PROBLEM TO WORK ON:
Print each entry below precisely as it reads.

SUPPLIED DATA:
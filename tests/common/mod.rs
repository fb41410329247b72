/*!
 * Common test utilities for the narrato test suite
 */

use std::fs;
use std::io::{Cursor, Write};
use std::path::{Path, PathBuf};
use std::sync::Arc;

use anyhow::Result;
use tempfile::TempDir;
use zip::write::SimpleFileOptions;

use narrato::document::Segmenter;
use narrato::narration::Narrator;
use narrato::pipeline::{NarrationPipeline, PipelineConfig};
use narrato::providers::VoiceConfig;
use narrato::providers::mock::{MockGenerator, MockSpeech};
use narrato::rate_limiter::FixedWindowRateLimiter;
use narrato::synthesis::Synthesizer;

/// Route library logs to the test harness; safe to call many times
pub fn init_logging() {
    let _ = env_logger::builder().is_test(true).try_init();
}

/// Creates a temporary directory for test files
pub fn create_temp_dir() -> Result<TempDir> {
    Ok(TempDir::new()?)
}

/// Creates a test file with the given content in the specified directory
pub fn create_test_file(dir: &Path, filename: &str, content: &[u8]) -> Result<PathBuf> {
    let file_path = dir.join(filename);
    fs::write(&file_path, content)?;
    Ok(file_path)
}

/// Plain text with one paragraph per entry
pub fn txt_bytes(paragraphs: &[&str]) -> Vec<u8> {
    paragraphs.join("\n\n").into_bytes()
}

/// `count` numbered paragraphs, "Paragraph 1." through "Paragraph N."
pub fn numbered_paragraphs(count: usize) -> Vec<u8> {
    let paragraphs: Vec<String> = (1..=count).map(|i| format!("Paragraph {}.", i)).collect();
    paragraphs.join("\n\n").into_bytes()
}

fn zip_archive(entries: &[(String, String)]) -> Result<Vec<u8>> {
    let mut writer = zip::ZipWriter::new(Cursor::new(Vec::new()));
    writer.start_file("[Content_Types].xml", SimpleFileOptions::default())?;
    writer.write_all(b"<Types/>")?;
    for (name, content) in entries {
        writer.start_file(name.as_str(), SimpleFileOptions::default())?;
        writer.write_all(content.as_bytes())?;
    }
    Ok(writer.finish()?.into_inner())
}

/// Minimal WordprocessingML package with one paragraph per entry
pub fn docx_bytes(paragraphs: &[&str]) -> Result<Vec<u8>> {
    let body: String = paragraphs
        .iter()
        .map(|p| format!("<w:p><w:r><w:t xml:space=\"preserve\">{}</w:t></w:r></w:p>", p))
        .collect();
    let document = format!(
        "<?xml version=\"1.0\" encoding=\"UTF-8\" standalone=\"yes\"?><w:document><w:body>{}<w:sectPr/></w:body></w:document>",
        body
    );
    zip_archive(&[("word/document.xml".to_string(), document)])
}

/// Minimal PresentationML package; each slide is `(number, text runs)`.
///
/// Entries are written in the given order so tests control zip order.
pub fn pptx_bytes(slides: &[(u32, &[&str])]) -> Result<Vec<u8>> {
    let mut entries = vec![(
        "ppt/slideLayouts/slideLayout1.xml".to_string(),
        "<p:sldLayout><a:t>Layout title</a:t></p:sldLayout>".to_string(),
    )];
    for (number, runs) in slides {
        let body: String = runs
            .iter()
            .map(|run| format!("<a:r><a:rPr lang=\"en-US\"/><a:t>{}</a:t></a:r>", run))
            .collect();
        entries.push((
            format!("ppt/slides/slide{}.xml", number),
            format!(
                "<?xml version=\"1.0\" encoding=\"UTF-8\"?><p:sld><p:cSld><p:spTree><p:sp><p:txBody><a:p>{}</a:p></p:txBody></p:sp></p:spTree></p:cSld></p:sld>",
                body
            ),
        ));
    }
    zip_archive(&entries)
}

/// Pipeline over mock capabilities with a fresh default rate limiter
pub fn mock_pipeline(generator: MockGenerator, speech: MockSpeech) -> NarrationPipeline {
    mock_pipeline_with_limiter(generator, speech, Arc::new(FixedWindowRateLimiter::default()))
}

/// Pipeline over mock capabilities sharing the given rate limiter
pub fn mock_pipeline_with_limiter(
    generator: MockGenerator,
    speech: MockSpeech,
    limiter: Arc<FixedWindowRateLimiter>,
) -> NarrationPipeline {
    NarrationPipeline::new(
        Segmenter::default(),
        Narrator::new(Arc::new(generator), limiter),
        Synthesizer::new(Arc::new(speech), VoiceConfig::linear16_wav("aura-asteria-en")),
        PipelineConfig::default(),
    )
}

RESPONSE:
filename tests/common/mod.rs
repository fb41410329247b72
/*!
 * Common test utilities for the narrato test suite
 */

use std::fs;
use std::io::{Cursor, Write};
use std::path::{Path, PathBuf};
use std::sync::Arc;

use anyhow::Result;
use tempfile::TempDir;
use zip::write::SimpleFileOptions;

use narrato::document::Segmenter;
use narrato::narration::Narrator;
use narrato::pipeline::{NarrationPipeline, PipelineConfig};
use narrato::providers::VoiceConfig;
use narrato::providers::mock::{MockGenerator, MockSpeech};
use narrato::rate_limiter::FixedWindowRateLimiter;
use narrato::synthesis::Synthesizer;

/// Route library logs to the test harness; safe to call many times
pub fn init_logging() {
    let _ = env_logger::builder().is_test(true).try_init();
}

/// Creates a temporary directory for test files
pub fn create_temp_dir() -> Result<TempDir> {
    Ok(TempDir::new()?)
}

/// Creates a test file with the given content in the specified directory
pub fn create_test_file(dir: &Path, filename: &str, content: &[u8]) -> Result<PathBuf> {
    let file_path = dir.join(filename);
    fs::write(&file_path, content)?;
    Ok(file_path)
}

/// Plain text with one paragraph per entry
pub fn txt_bytes(paragraphs: &[&str]) -> Vec<u8> {
    paragraphs.join("\n\n").into_bytes()
}

/// `count` numbered paragraphs, "Paragraph 1." through "Paragraph N."
pub fn numbered_paragraphs(count: usize) -> Vec<u8> {
    let paragraphs: Vec<String> = (1..=count).map(|i| format!("Paragraph {}.", i)).collect();
    paragraphs.join("\n\n").into_bytes()
}

fn zip_archive(entries: &[(String, String)]) -> Result<Vec<u8>> {
    let mut writer = zip::ZipWriter::new(Cursor::new(Vec::new()));
    writer.start_file("[Content_Types].xml", SimpleFileOptions::default())?;
    writer.write_all(b"<Types/>")?;
    for (name, content) in entries {
        writer.start_file(name.as_str(), SimpleFileOptions::default())?;
        writer.write_all(content.as_bytes())?;
    }
    Ok(writer.finish()?.into_inner())
}

/// Minimal WordprocessingML package with one paragraph per entry
pub fn docx_bytes(paragraphs: &[&str]) -> Result<Vec<u8>> {
    let body: String = paragraphs
        .iter()
        .map(|p| format!("<w:p><w:r><w:t xml:space=\"preserve\">{}</w:t></w:r></w:p>", p))
        .collect();
    let document = format!(
        "<?xml version=\"1.0\" encoding=\"UTF-8\" standalone=\"yes\"?><w:document><w:body>{}<w:sectPr/></w:body></w:document>",
        body
    );
    zip_archive(&[("word/document.xml".to_string(), document)])
}

/// Minimal PresentationML package; each slide is `(number, text runs)`.
///
/// Entries are written in the given order so tests control zip order.
pub fn pptx_bytes(slides: &[(u32, &[&str])]) -> Result<Vec<u8>> {
    let mut entries = vec![(
        "ppt/slideLayouts/slideLayout1.xml".to_string(),
        "<p:sldLayout><a:t>Layout title</a:t></p:sldLayout>".to_string(),
    )];
    for (number, runs) in slides {
        let body: String = runs
            .iter()
            .map(|run| format!("<a:r><a:rPr lang=\"en-US\"/><a:t>{}</a:t></a:r>", run))
            .collect();
        entries.push((
            format!("ppt/slides/slide{}.xml", number),
            format!(
                "<?xml version=\"1.0\" encoding=\"UTF-8\"?><p:sld><p:cSld><p:spTree><p:sp><p:txBody><a:p>{}</a:p></p:txBody></p:sp></p:spTree></p:cSld></p:sld>",
                body
            ),
        ));
    }
    zip_archive(&entries)
}

/// Pipeline over mock capabilities with a fresh default rate limiter
pub fn mock_pipeline(generator: MockGenerator, speech: MockSpeech) -> NarrationPipeline {
    mock_pipeline_with_limiter(generator, speech, Arc::new(FixedWindowRateLimiter::default()))
}

/// Pipeline over mock capabilities sharing the given rate limiter
pub fn mock_pipeline_with_limiter(
    generator: MockGenerator,
    speech: MockSpeech,
    limiter: Arc<FixedWindowRateLimiter>,
) -> NarrationPipeline {
    NarrationPipeline::new(
        Segmenter::default(),
        Narrator::new(Arc::new(generator), limiter),
        Synthesizer::new(Arc::new(speech), VoiceConfig::linear16_wav("aura-asteria-en")),
        PipelineConfig::default(),
    )
}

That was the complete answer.